ABD-İran Nükleer Görüşmeleri: Son Durum
Tahran ve Washington arasındaki görüşmelerin son turu, başlangıçta 3 Mayıs'ta yapılması planlanmış ancak arabulucu Umman tarafından "lojistik nedenlerle" ertelenmişti. İki ülke, 12 Nisan'dan bu yana üç tur görüşme gerçekleştirdi. Bu görüşmeler, ABD'nin 2018'de İran ile yapılan tarihi anlaşmadan çekilmesinin ardından gerçekleşen en üst düzey temaslar oldu. Rusya'nın bu süreçte arabulucu rolü üstlenmesi, görüşmelerin seyrini değiştirebilir.
Rusya, Şubat 2022'de Ukrayna'ya karşı başlattığı saldırının ardından İran ile askeri ve diplomatik ilişkilerini derinleştirdi. Her iki ülke de büyük Batı yaptırımlarına tabi olmakla birlikte, bu yılın başlarında stratejik bir ortaklık anlaşması imzaladı. Bu yakınlaşma, Batı dünyasında endişe yaratırken, Moskova ve Tahran arasındaki işbirliğinin geleceği merakla bekleniyor.

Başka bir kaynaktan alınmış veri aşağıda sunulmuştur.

pub mod args;
pub mod config;
pub mod http;
pub mod outcome;
pub mod telemetry;


use tracing::debug;

// Re-export main types for easy access
pub use args::Invocation;
pub use config::CheckOptions;
pub use outcome::{classify, Outcome};

/// Carry one invocation through the whole pipeline.
pub fn run(invocation: Invocation, options: &CheckOptions) -> Outcome {
    debug!(?invocation, "parsed arguments");

    match invocation {
        Invocation::Help => Outcome::Help,
        Invocation::Version => Outcome::Version,
        Invocation::Usage => Outcome::Usage,
        Invocation::Check(candidate) => check(&candidate, options),
    }
}

/// Validate `candidate`, request it once and classify the answer.
pub fn check(candidate: &str, options: &CheckOptions) -> Outcome {
    let target = match http::url::parse(candidate) {
        Ok(target) => target,
        Err(err) => {
            debug!(%err, "rejected URL");
            return Outcome::Unparseable(candidate.to_string());
        }
    };

    match http::fetch_status(&target, options) {
        Ok(status) => classify(status),
        Err(err) => {
            debug!(error = ?err, "request failed");
            err.into()
        }
    }
}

Rusya'nın Nükleer Enerji Açıklaması
Rusya Dışişleri Bakanlığı, İran ve nükleer silahı olmayan diğer ülkelerin kendi sivil nükleer enerji programlarını geliştirme hakkına sahip olduğunu belirtti. Bu açıklama, ABD Başkanı Donald Trump'ın, Washington'un İran ile müzakerelerinin amacının Tahran'ın nükleer programının tamamen "dağıtılması" olduğunu belirten sözlerine yanıt olarak yapıldı. Bu durum, nükleer enerji konusunda farklı görüşlerin olduğunu ve uzlaşmanın zorluğunu gösteriyor.
Rusya Dışişleri Bakanlığı Sözcüsü Maria Zakharova, konuya ilişkin yaptığı açıklamada şu ifadelere yer verdi:
"İran ve diğer ülkelerin kendi sivil nükleer enerji programlarını geliştirme hakkı vardır. Bu hak, uluslararası hukuk tarafından güvence altına alınmıştır ve kimse bu hakkı engelleyemez."
Diplomatik Çözüm Arayışları
Rusya, daha önce Washington ile Tahran arasındaki gerginliği çözmek için diplomatik bir çözüm bulmaya ve görüşmelerde her türlü rolü üstlenmeye hazır olduğunu duyurmuştu. Putin'in son açıklaması da bu yöndeki çabaların bir göstergesi olarak değerlendiriliyor. Nükleer krizin çözümü, bölgedeki istikrarın sağlanması ve küresel barışın korunması açısından büyük önem taşıyor.
Olası bir nükleer anlaşmanın bölgeye ve dünyaya etkileri şu şekilde sıralanabilir:
- Bölgesel istikrarın sağlanması
- Küresel nükleer silahlanma yarışının önlenmesi
- Ekonomik işbirliği imkanlarının artması
- Diplomatik ilişkilerin güçlenmesi
Putin'in adil bir nükleer anlaşma çağrısı, ABD ve İran arasındaki gerginliğin azaltılması ve bölgedeki istikrarın sağlanması için önemli bir adım olabilir. Ancak, görüşmelerin nasıl ilerleyeceği ve tarafların hangi noktalarda uzlaşacağı henüz belirsizliğini koruyor. Uluslararası toplum, nükleer krizin çözümü için diplomatik çabalara destek vermeye devam ediyor.